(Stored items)
++++++++++
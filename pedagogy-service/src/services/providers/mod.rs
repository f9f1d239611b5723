//! Text generation providers.
//!
//! Handlers talk to a `TextProvider` so the Gemini backend can be swapped for
//! the mock in tests and local runs.

pub mod gemini;
pub mod mock;

use async_trait::async_trait;
use serde::Serialize;
use thiserror::Error;

/// Error type for provider operations.
#[derive(Error, Debug)]
pub enum ProviderError {
    #[error("Provider not configured: {0}")]
    NotConfigured(String),

    #[error("API error: {0}")]
    ApiError(String),

    #[error("Invalid request: {0}")]
    InvalidRequest(String),

    #[error("Rate limited")]
    RateLimited,

    #[error("Content filtered")]
    ContentFiltered,

    #[error("Network error: {0}")]
    NetworkError(String),
}

/// Result of a provider call.
#[derive(Debug, Clone)]
pub struct ProviderResponse {
    /// Generated text; `None` when the model returned no text parts.
    pub text: Option<String>,

    /// Input tokens consumed.
    pub input_tokens: i32,

    /// Output tokens generated.
    pub output_tokens: i32,

    /// Finish reason.
    pub finish_reason: FinishReason,
}

/// Reason why generation stopped.
#[derive(Debug, Clone, Copy, PartialEq, Eq)]
pub enum FinishReason {
    Complete,
    Length,
    ContentFilter,
    Error,
}

impl FinishReason {
    pub fn as_str(&self) -> &'static str {
        match self {
            FinishReason::Complete => "complete",
            FinishReason::Length => "length",
            FinishReason::ContentFilter => "content_filter",
            FinishReason::Error => "error",
        }
    }
}

/// Sampling parameters for a generation request.
#[derive(Debug, Clone, Default)]
pub struct GenerationParams {
    /// Temperature (0.0 - 2.0).
    pub temperature: Option<f32>,

    /// Top-p sampling.
    pub top_p: Option<f32>,

    /// Top-k sampling.
    pub top_k: Option<i32>,

    /// Maximum output tokens.
    pub max_tokens: Option<i32>,

    /// Stop sequences.
    pub stop_sequences: Vec<String>,
}

impl GenerationParams {
    /// Settings every pedagogy module uses.
    pub fn pedagogy_defaults() -> Self {
        Self {
            temperature: Some(0.7),
            top_p: Some(0.95),
            top_k: Some(40),
            max_tokens: Some(8192),
            stop_sequences: Vec::new(),
        }
    }
}

/// A model the provider can serve.
#[derive(Debug, Clone, Serialize)]
#[serde(rename_all = "camelCase")]
pub struct ModelInfo {
    pub name: String,
    pub display_name: Option<String>,
    pub description: Option<String>,
}

#[async_trait]
pub trait TextProvider: Send + Sync {
    /// Generate a text response for a single-turn prompt.
    async fn generate(
        &self,
        prompt: &str,
        params: &GenerationParams,
    ) -> Result<ProviderResponse, ProviderError>;

    /// List the models available to the configured credentials.
    async fn list_models(&self) -> Result<Vec<ModelInfo>, ProviderError>;

    /// Health check.
    async fn health_check(&self) -> Result<(), ProviderError>;

    /// Model identifier, for logs and metrics.
    fn model(&self) -> &str;
}
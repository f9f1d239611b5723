pub mod tracing;

pub use self::tracing::{REQUEST_ID_HEADER, make_request_span, request_id_middleware};
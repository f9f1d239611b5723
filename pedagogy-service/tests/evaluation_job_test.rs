//! Evaluation jobs: submit, worker processing, polling and inline runs.

mod common;

use axum::http::StatusCode;
use common::{fake_exporter, TestApp, TEST_USER};
use pedagogy_service::config::PedagogyConfig;
use pedagogy_service::models::{JobStatus, NewWorkRecord};
use pedagogy_service::services::history::WorkHistoryStore;
use pedagogy_service::services::providers::mock::MockTextProvider;
use serde_json::{json, Value};

fn evaluation_body() -> Value {
    json!({
        "titulo": "Evaluación de ciencias",
        "objetivos": ["OA 1: Explicar la fotosíntesis", "OA 2: Reconocer la célula"],
        "contenido": "La fotosíntesis y la célula vegetal",
        "tiempoEstimado": "60 minutos"
    })
}

#[tokio::test]
async fn submit_returns_accepted_with_status_endpoint() {
    let app = TestApp::spawn();

    let (status, body) = app
        .post_json("/api/generar-evaluacion", evaluation_body())
        .await;

    assert_eq!(status, StatusCode::ACCEPTED);
    assert_eq!(body["success"], true);
    assert_eq!(
        body["message"],
        "Evaluación iniciada para procesamiento en background"
    );
    assert_eq!(body["estimatedTime"], "2-5 minutos");

    let job_id = body["jobID"].as_str().unwrap();
    assert!(job_id.starts_with("eval_"));
    assert_eq!(
        body["statusEndpoint"],
        format!("/api/evaluacion-status?id={}", job_id)
    );
}

#[tokio::test]
async fn submitted_job_completes_and_can_be_polled() {
    let app = TestApp::with_provider(MockTextProvider::with_response(
        "# Evaluación\n1. ¿Qué es la fotosíntesis?",
    ));

    let (_, body) = app
        .post_json("/api/generar-evaluacion", evaluation_body())
        .await;
    let job_id = body["jobID"].as_str().unwrap().to_string();

    let record = app.wait_for_status(&job_id, JobStatus::Completed).await;
    assert_eq!(record.user_id, TEST_USER);
    assert_eq!(record.module_name, "GenerarEvaluacion");
    assert!(record.started_at.is_some());
    assert!(record.completed_at.is_some());

    let (status, body) = app
        .get_json(&format!("/api/evaluacion-status?id={}", job_id))
        .await;

    assert_eq!(status, StatusCode::OK);
    assert_eq!(body["jobID"], job_id.as_str());
    assert_eq!(body["status"], "completed");
    assert_eq!(body["result"], "# Evaluación\n1. ¿Qué es la fotosíntesis?");
    assert!(body["error"].is_null());
    assert_eq!(body["metadata"]["tipo"], "evaluacion");
    assert_eq!(body["metadata"]["titulo"], "Evaluación de ciencias");
    assert!(body["metadata"]["processing_time"].as_i64().unwrap() >= 0);

    let prompt = &app.provider.prompts()[0];
    assert!(prompt.contains("OA 1: Explicar la fotosíntesis"));
    assert!(prompt.contains("60 minutos"));
}

#[tokio::test]
async fn missing_api_key_marks_job_as_error() {
    let app = TestApp::with_provider(MockTextProvider::new(false));

    let (status, body) = app
        .post_json("/api/generar-evaluacion", evaluation_body())
        .await;
    assert_eq!(status, StatusCode::ACCEPTED);
    let job_id = body["jobID"].as_str().unwrap().to_string();

    app.wait_for_status(&job_id, JobStatus::Error).await;

    let (_, body) = app
        .get_json(&format!("/api/evaluacion-status?id={}", job_id))
        .await;
    assert_eq!(body["status"], "error");
    assert_eq!(body["error"], "API key not configured");
    assert!(body["result"].is_null());
}

#[tokio::test]
async fn submit_requires_objectives() {
    let app = TestApp::spawn();

    let (status, body) = app
        .post_json(
            "/api/generar-evaluacion",
            json!({"titulo": "Prueba", "contenido": "Células"}),
        )
        .await;

    assert_eq!(status, StatusCode::BAD_REQUEST);
    assert!(body["details"]
        .as_str()
        .unwrap()
        .contains("objetivos is required"));
    assert!(app
        .history
        .list_for_user(TEST_USER, 10)
        .await
        .unwrap()
        .is_empty());
}

#[tokio::test]
async fn disabled_worker_pool_still_accepts_and_records_error() {
    let mut config = PedagogyConfig::for_tests();
    config.worker.enabled = false;
    let app = TestApp::build(config, MockTextProvider::new(true), fake_exporter());

    let (status, body) = app
        .post_json("/api/generar-evaluacion", evaluation_body())
        .await;

    assert_eq!(status, StatusCode::ACCEPTED);
    let job_id = body["jobID"].as_str().unwrap();

    let record = app.history.find_by_job_id(job_id).await.unwrap().unwrap();
    assert_eq!(record.status, JobStatus::Error);
    assert_eq!(
        record.error_message.as_deref(),
        Some("Worker pool is not running")
    );
    assert!(app.provider.prompts().is_empty());
}

#[tokio::test]
async fn status_requires_id() {
    let app = TestApp::spawn();

    let (status, body) = app.get_json("/api/evaluacion-status").await;

    assert_eq!(status, StatusCode::BAD_REQUEST);
    assert_eq!(body["error"], "id is required");
}

#[tokio::test]
async fn unknown_job_is_not_found() {
    let app = TestApp::spawn();

    let (status, _) = app
        .get_json("/api/evaluacion-status?id=eval_0_missing")
        .await;

    assert_eq!(status, StatusCode::NOT_FOUND);
}

#[tokio::test]
async fn background_run_processes_pending_job_inline() {
    let mut config = PedagogyConfig::for_tests();
    config.worker.enabled = false;
    let app = TestApp::build(
        config,
        MockTextProvider::with_response("Evaluación lista"),
        fake_exporter(),
    );

    app.history
        .insert(NewWorkRecord::pending(
            "eval_1_inline",
            TEST_USER,
            "GenerarEvaluacion",
            evaluation_body(),
        ))
        .await
        .unwrap();

    let mut body = evaluation_body();
    body["jobID"] = json!("eval_1_inline");
    let (status, body) = app
        .post_json("/api/generar-evaluacion-background", body)
        .await;

    assert_eq!(status, StatusCode::OK);
    assert_eq!(body["jobID"], "eval_1_inline");
    assert_eq!(body["status"], "completed");
    assert_eq!(body["result"], "Evaluación lista");
}

#[tokio::test]
async fn background_run_creates_missing_job_row() {
    let app = TestApp::with_provider(MockTextProvider::with_response("Evaluación lista"));

    let mut body = evaluation_body();
    body["jobID"] = json!("eval_2_new");
    let (status, _) = app
        .post_json("/api/generar-evaluacion-background", body)
        .await;
    assert_eq!(status, StatusCode::OK);

    let record = app
        .history
        .find_by_job_id("eval_2_new")
        .await
        .unwrap()
        .unwrap();
    assert_eq!(record.status, JobStatus::Completed);
    assert_eq!(record.user_id, TEST_USER);
    assert_eq!(record.result_text(), Some("Evaluación lista"));
}

#[tokio::test]
async fn background_run_refuses_finished_job() {
    let app = TestApp::spawn();

    let mut body = evaluation_body();
    body["jobID"] = json!("eval_3_done");
    let (first, _) = app
        .post_json("/api/generar-evaluacion-background", body.clone())
        .await;
    let (second, _) = app
        .post_json("/api/generar-evaluacion-background", body)
        .await;

    assert_eq!(first, StatusCode::OK);
    assert_eq!(second, StatusCode::CONFLICT);
    assert_eq!(app.provider.prompts().len(), 1);
}

#[tokio::test]
async fn background_run_requires_job_id() {
    let app = TestApp::spawn();

    let (status, body) = app
        .post_json("/api/generar-evaluacion-background", evaluation_body())
        .await;

    assert_eq!(status, StatusCode::BAD_REQUEST);
    assert!(body["details"].as_str().unwrap().contains("jobID is required"));
}
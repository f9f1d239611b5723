mod evaluation;
mod pool;

pub use evaluation::{new_job_id, EvaluationJob, EvaluationProcessor, JobError};
pub use pool::{EnqueueError, EvaluationWorkerPool, JobQueue};
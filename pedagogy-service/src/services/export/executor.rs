use super::ExportError;
use std::path::Path;
use std::process::Stdio;
use std::time::{Duration, Instant};
use tokio::process::Command;

/// Runs an external converter with a hard timeout.
///
/// Converters write their result to a file, so only stderr is captured. The
/// child is killed if the timeout fires.
#[derive(Clone)]
pub struct CommandExecutor {
    timeout: Duration,
}

impl CommandExecutor {
    pub fn new(timeout: Duration) -> Self {
        Self { timeout }
    }

    pub async fn execute(
        &self,
        program: &str,
        args: &[&str],
        working_dir: &Path,
    ) -> Result<(), ExportError> {
        let mut converter = Command::new(program);
        converter
            .args(args)
            .current_dir(working_dir)
            .stdin(Stdio::null())
            .stdout(Stdio::null())
            .stderr(Stdio::piped())
            .kill_on_drop(true);

        let started = Instant::now();
        let finished = tokio::time::timeout(self.timeout, converter.output())
            .await
            .map_err(|_| {
                tracing::warn!(program = %program, "Converter timed out");
                ExportError::Timeout(self.timeout.as_secs())
            })?
            .map_err(|e| ExportError::Spawn {
                program: program.to_string(),
                source: e,
            })?;

        if !finished.status.success() {
            let stderr = String::from_utf8_lossy(&finished.stderr).trim().to_string();
            tracing::error!(
                program = %program,
                exit_code = ?finished.status.code(),
                stderr = %stderr,
                "Converter failed"
            );
            return Err(ExportError::Failed(stderr));
        }

        tracing::debug!(
            program = %program,
            elapsed_ms = started.elapsed().as_millis() as u64,
            "Converter finished"
        );

        Ok(())
    }
}
use serde::{Deserialize, Serialize};
use validator::Validate;

#[derive(Debug, Clone, Deserialize, Validate)]
pub struct ExportRequest {
    #[serde(rename = "htmlContent", default)]
    #[validate(length(min = 1, message = "htmlContent is required"))]
    pub html_content: String,
    #[serde(default)]
    pub filename: Option<String>,
    #[serde(default)]
    pub title: Option<String>,
}

impl ExportRequest {
    pub fn title(&self) -> &str {
        self.title
            .as_deref()
            .filter(|t| !t.is_empty())
            .unwrap_or("Documento Educativo")
    }
}

#[derive(Debug, Default, Deserialize)]
pub struct ExportParams {
    pub encoding: Option<String>,
}

impl ExportParams {
    pub fn wants_base64(&self) -> bool {
        self.encoding
            .as_deref()
            .is_some_and(|e| e.eq_ignore_ascii_case("base64"))
    }
}

/// JSON form of an export, returned with `?encoding=base64`.
#[derive(Debug, Serialize)]
#[serde(rename_all = "camelCase")]
pub struct ExportedDocument {
    pub success: bool,
    pub filename: String,
    pub content_type: String,
    pub data: String,
}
++++++++++
Check each line of the data for "minutos". Copy the lines where it turns up.

Answer section
        "tiempoEstimado": "60 minutos"
    assert_eq!(body["estimatedTime"], "2-5 minutos");
    assert!(prompt.contains("60 minutos"));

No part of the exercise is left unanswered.